X_train shape:  (4457,)
X_test shape:  (1115,)
y_train shape:  (4457,)
y_test shape:  (1115,)

Type of X_train:  <class 'pandas.core.series.Series'>


In [8]:
#Sample_data:
X_train.head()

184                              He will, you guys close?
2171    CAN I PLEASE COME UP NOW IMIN TOWN.DONTMATTER ...
5422              Ok k..sry i knw 2 siva..tats y i askd..
4113                            I'll see, but prolly yeah
4588    I'll see if I can swing by in a bit, got some ...
Name: message, dtype: object

### CountVectorizer

In [9]:
from sklearn.feature_extraction.text import CountVectorizer

bag_sms = CountVectorizer()
bag_sms.fit(X_train)

CountVectorizer(analyzer='word', binary=False, decode_error='strict',
                dtype=<class 'numpy.int64'>, encoding='utf-8', input='content',
                lowercase=True, max_df=1.0, max_features=None, min_df=1,
                ngram_range=(1, 1), preprocessor=None, stop_words=None,
                strip_accents=None, token_pattern='(?u)\\b\\w\\w+\\b',
                tokenizer=None, vocabulary=None)

In [10]:
X_train_dtm = bag_sms.transform(X_train)
X_test_dtm = bag_sms.transform(X_test)

print("Total number of tokens: ", len(bag_sms.get_feature_names()))
print("X_train_dtm.shape: ", X_train_dtm.shape)
print("X_test_dtm.shape: ", X_test_dtm.shape)
print("\nX_train_dtm.type: ", type(X_train_dtm))

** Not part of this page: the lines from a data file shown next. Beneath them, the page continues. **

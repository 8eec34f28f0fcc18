// tests/integration/mastermind_helpers.rs

//! Shared fixture for handler-level tests: a full coordinator wired to the
//! in-memory storage backend.

#![allow(dead_code)]

use parking_lot::RwLock;
use std::collections::HashMap;
use std::sync::Arc;
use std::time::Duration;

use mastermind::config::{BalancerConfig, ReconcilerConfig};
use mastermind::core::balancer::Balancer;
use mastermind::core::balancer::weights::DynamicKnobs;
use mastermind::core::infrastructure::Infrastructure;
use mastermind::core::inventory::{CachedInventory, StaticInventory};
use mastermind::core::keys;
use mastermind::core::namespaces::NamespaceRegistry;
use mastermind::core::session::{MemoryBackend, Session};
use mastermind::core::stats::{RawNodeStat, now_secs};
use mastermind::core::timed_queue::TimedQueue;
use mastermind::core::topology::{ClusterState, GroupId, GroupMeta, ingest};
use mastermind::core::updater::NodeInfoUpdater;
use mastermind::core::worker::Worker;

/// Metadata group id used by the fixture's meta session.
pub const META_GROUP: GroupId = 1000;

pub struct TestCluster {
    pub state: Arc<RwLock<ClusterState>>,
    pub backend: Arc<MemoryBackend>,
    pub storage: Session,
    pub meta: Session,
    pub balancer: Arc<Balancer>,
    pub updater: Arc<NodeInfoUpdater>,
    pub queue: Arc<TimedQueue>,
    pub infrastructure: Arc<Infrastructure>,
}

impl TestCluster {
    /// A cluster whose hosts all resolve to `dc1`.
    pub fn new() -> Self {
        Self::with_dcs(HashMap::new(), Some("dc1".to_string()))
    }

    pub fn with_dcs(dc_by_host: HashMap<String, String>, default_dc: Option<String>) -> Self {
        let backend = Arc::new(MemoryBackend::new());
        let timeout = Duration::from_secs(5);
        let storage = Session::new(backend.clone(), timeout);
        let meta = Session::new(backend.clone(), timeout).scoped(vec![META_GROUP]);

        let state = Arc::new(RwLock::new(ClusterState::new()));
        let inventory = Arc::new(CachedInventory::new(Arc::new(StaticInventory::new(
            dc_by_host, default_dc,
        ))));
        let infrastructure = Arc::new(Infrastructure::new());
        let knobs = Arc::new(DynamicKnobs::new(180.0));
        let queue = TimedQueue::new();

        let updater = NodeInfoUpdater::new(
            state.clone(),
            storage.clone(),
            meta.clone(),
            queue.clone(),
            ReconcilerConfig::default(),
            knobs.clone(),
        );
        let namespaces = NamespaceRegistry::new(meta.clone());
        let balancer = Arc::new(Balancer::new(
            state.clone(),
            storage.clone(),
            meta.clone(),
            inventory,
            infrastructure.clone(),
            namespaces,
            BalancerConfig::default(),
            knobs,
        ));

        TestCluster {
            state,
            backend,
            storage,
            meta,
            balancer,
            updater,
            queue,
            infrastructure,
        }
    }

    pub fn worker(&self) -> Worker {
        Worker::new(self.balancer.clone(), self.updater.clone())
    }

    /// A healthy counter row with plenty of free space.
    pub fn raw_row(addr: &str, group_id: GroupId) -> RawNodeStat {
        Self::raw_row_with_space(addr, group_id, 500_000)
    }

    /// A counter row with `bavail` free blocks out of 1,000,000 (4 KB each).
    pub fn raw_row_with_space(addr: &str, group_id: GroupId, bavail: u64) -> RawNodeStat {
        let mut counters = HashMap::new();
        counters.insert("DNET_CNTR_BLOCKS".to_string(), vec![1_000_000]);
        counters.insert("DNET_CNTR_BSIZE".to_string(), vec![4096]);
        counters.insert("DNET_CNTR_BAVAIL".to_string(), vec![bavail]);
        counters.insert("DNET_CNTR_LA1".to_string(), vec![100]);

        let mut commands = HashMap::new();
        commands.insert("READ".to_string(), vec![0]);
        commands.insert("WRITE".to_string(), vec![0]);

        RawNodeStat {
            addr: addr.to_string(),
            group_id,
            counters,
            storage_commands: commands.clone(),
            proxy_commands: commands,
            read_only: false,
        }
    }

    pub fn node_addr(group_id: GroupId) -> String {
        format!("10.0.0.{group_id}:1025")
    }

    /// Ingests arbitrary counter rows.
    pub fn feed_rows(&self, rows: &[RawNodeStat]) {
        let mut state = self.state.write();
        ingest::update_statistics(&mut state, rows, now_secs());
    }

    /// Ingests one healthy node for the group.
    pub fn feed_node(&self, addr: &str, group_id: GroupId) {
        self.feed_rows(&[Self::raw_row(addr, group_id)]);
    }

    pub fn feed_group(&self, group_id: GroupId) {
        self.feed_node(&Self::node_addr(group_id), group_id);
    }

    /// Seeds a symmetric-groups blob for the group on the backend.
    pub fn put_group_meta(&self, group_id: GroupId, couple: &[GroupId], namespace: &str) {
        let blob = GroupMeta::compose(couple, namespace).pack().unwrap();
        self.backend
            .put(group_id, keys::SYMMETRIC_GROUPS_KEY, blob);
    }

    /// Runs both metadata sweeps once.
    pub async fn sweep(&self) {
        self.updater.update_symm_groups().await;
        self.updater.update_couples_meta().await;
    }

    /// Builds a fully healthy `OK` couple out of the given groups.
    pub async fn make_ok_couple(&self, ids: &[GroupId], namespace: &str) {
        for gid in ids {
            self.feed_group(*gid);
            self.put_group_meta(*gid, ids, namespace);
        }
        self.sweep().await;
    }
}
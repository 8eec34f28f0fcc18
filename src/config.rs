// src/config.rs

//! Manages coordinator configuration: loading, defaults, and validation.

use anyhow::{Context, Result, anyhow};
use serde::{Deserialize, Serialize};
use std::collections::HashMap;
use std::fs;

use crate::core::topology::GroupId;

/// Addresses of the storage fleet and the per-operation read/write timeout.
#[derive(Serialize, Deserialize, Debug, Clone)]
pub struct StorageConfig {
    /// Seed nodes of the fleet, `host:port`.
    #[serde(default)]
    pub nodes: Vec<String>,
    /// Timeout for a single storage operation, seconds.
    #[serde(default = "default_wait_timeout")]
    pub wait_timeout: u64,
}

impl Default for StorageConfig {
    fn default() -> Self {
        Self {
            nodes: Vec::new(),
            wait_timeout: default_wait_timeout(),
        }
    }
}

fn default_wait_timeout() -> u64 {
    5
}

/// The metadata store: the same protocol as the fleet, scoped to dedicated
/// groups.
#[derive(Serialize, Deserialize, Debug, Clone, Default)]
pub struct MetadataConfig {
    #[serde(default)]
    pub nodes: Vec<String>,
    /// Groups holding coordinator metadata (couple meta, max_group,
    /// namespace settings).
    #[serde(default)]
    pub groups: Vec<GroupId>,
}

/// Periods of the reconciliation loop, all in seconds.
#[derive(Serialize, Deserialize, Debug, Clone)]
pub struct ReconcilerConfig {
    #[serde(default = "default_nodes_reload_period")]
    pub nodes_reload_period: u64,
    #[serde(default = "default_read_gap")]
    pub symm_group_read_gap: u64,
    #[serde(default = "default_read_gap")]
    pub couple_read_gap: u64,
}

impl Default for ReconcilerConfig {
    fn default() -> Self {
        Self {
            nodes_reload_period: default_nodes_reload_period(),
            symm_group_read_gap: default_read_gap(),
            couple_read_gap: default_read_gap(),
        }
    }
}

fn default_nodes_reload_period() -> u64 {
    60
}
fn default_read_gap() -> u64 {
    1
}

/// Thresholds the balancer uses to close couples for new writes.
#[derive(Serialize, Deserialize, Debug, Clone)]
pub struct BalancerConfig {
    /// A couple is closed when its bottleneck free space drops below this
    /// many bytes.
    #[serde(default = "default_min_free_space")]
    pub min_free_space: u64,
    /// ... or below this fraction of total space, in `[0, 1]`.
    #[serde(default = "default_min_free_space_relative")]
    pub min_free_space_relative: f64,
}

impl Default for BalancerConfig {
    fn default() -> Self {
        Self {
            min_free_space: default_min_free_space(),
            min_free_space_relative: default_min_free_space_relative(),
        }
    }
}

fn default_min_free_space() -> u64 {
    256 * 1024 * 1024 // 256 MB
}
fn default_min_free_space_relative() -> f64 {
    0.15
}

/// The static host-to-datacenter table used when no external inventory
/// service is wired in.
#[derive(Serialize, Deserialize, Debug, Clone, Default)]
pub struct InventoryConfig {
    #[serde(default)]
    pub dc_by_host: HashMap<String, String>,
    /// Datacenter assumed for hosts missing from the table. Unset means an
    /// unknown host is an error.
    #[serde(default)]
    pub default_dc: Option<String>,
}

#[derive(Deserialize)]
struct RawConfig {
    #[serde(default = "default_log_level")]
    log_level: String,
    #[serde(default)]
    storage: StorageConfig,
    #[serde(default)]
    metadata: MetadataConfig,
    #[serde(default)]
    reconciler: ReconcilerConfig,
    #[serde(default)]
    balancer: BalancerConfig,
    #[serde(default)]
    inventory: InventoryConfig,
}

fn default_log_level() -> String {
    "info".to_string()
}

/// The final, validated coordinator configuration.
#[derive(Debug, Clone, Serialize, Deserialize)]
pub struct Config {
    pub log_level: String,
    pub storage: StorageConfig,
    pub metadata: MetadataConfig,
    pub reconciler: ReconcilerConfig,
    pub balancer: BalancerConfig,
    pub inventory: InventoryConfig,
}

impl Default for Config {
    fn default() -> Self {
        Self {
            log_level: default_log_level(),
            storage: StorageConfig::default(),
            metadata: MetadataConfig::default(),
            reconciler: ReconcilerConfig::default(),
            balancer: BalancerConfig::default(),
            inventory: InventoryConfig::default(),
        }
    }
}

impl Config {
    pub fn from_file(path: &str) -> Result<Self> {
        let contents = fs::read_to_string(path)
            .with_context(|| format!("Failed to read config file at '{path}'"))?;
        let raw: RawConfig = toml::from_str(&contents)
            .with_context(|| format!("Failed to parse TOML from '{path}'"))?;

        let config = Config {
            log_level: raw.log_level,
            storage: raw.storage,
            metadata: raw.metadata,
            reconciler: raw.reconciler,
            balancer: raw.balancer,
            inventory: raw.inventory,
        };

        config.validate()?;
        Ok(config)
    }

    /// Validates the resolved configuration for logical consistency.
    pub fn validate(&self) -> Result<()> {
        if self.storage.wait_timeout == 0 {
            return Err(anyhow!("storage.wait_timeout cannot be 0"));
        }
        if self.reconciler.nodes_reload_period == 0 {
            return Err(anyhow!("reconciler.nodes_reload_period cannot be 0"));
        }
        if !(0.0..=1.0).contains(&self.balancer.min_free_space_relative) {
            return Err(anyhow!(
                "balancer.min_free_space_relative must be within [0, 1]"
            ));
        }
        if self.metadata.groups.is_empty() {
            return Err(anyhow!("metadata.groups cannot be empty"));
        }
        Ok(())
    }
}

Total number of tokens:  7668
X_train_dtm.shape:  (4457, 7668)
X_test_dtm.shape:  (1115, 7668)

X_train_dtm.type:  <class 'scipy.sparse.csr.csr_matrix'>


In [11]:
# Converting to pandas DataFrame for better understanding
pd_bag_sms = pd.DataFrame(data=X_train_dtm.toarray(), columns=bag_sms.get_feature_names())
pd_bag_sms.head()

Unnamed: 0,00,000,000pes,008704050406,0089,0121,01223585236,01223585334,02,0207,...,zed,zeros,zhong,zindgi,zoe,zogtorius,zyada,èn,ú1,〨ud
0,0,0,0,0,0,0,0,0,0,0,...,0,0,0,0,0,0,0,0,0,0
1,0,0,0,0,0,0,0,0,0,0,...,0,0,0,0,0,0,0,0,0,0
2,0,0,0,0,0,0,0,0,0,0,...,0,0,0,0,0,0,0,0,0,0
3,0,0,0,0,0,0,0,0,0,0,...,0,0,0,0,0,0,0,0,0,0
4,0,0,0,0,0,0,0,0,0,0,...,0,0,0,0,0,0,0,0,0,0


### Generate Tf-idf features 

In [12]:
from sklearn.feature_extraction.text import TfidfTransformer

tfidf_sms = TfidfTransformer(use_idf=True, norm='l2', smooth_idf=True)
tfidf_sms.fit(X_train_dtm)

TfidfTransformer(norm='l2', smooth_idf=True, sublinear_tf=False, use_idf=True)

In [13]:
X_train_tfidf = tfidf_sms.transform(X_train_dtm)
X_test_tfidf = tfidf_sms.transform(X_test_dtm)

In [14]:
print("X_train_tfidf.shape: ", X_train_tfidf.shape)
print("X_test_tfidf.shape: ", X_test_tfidf.shape)
print("\nX_train_tfidf.type: ", type(X_train_tfidf))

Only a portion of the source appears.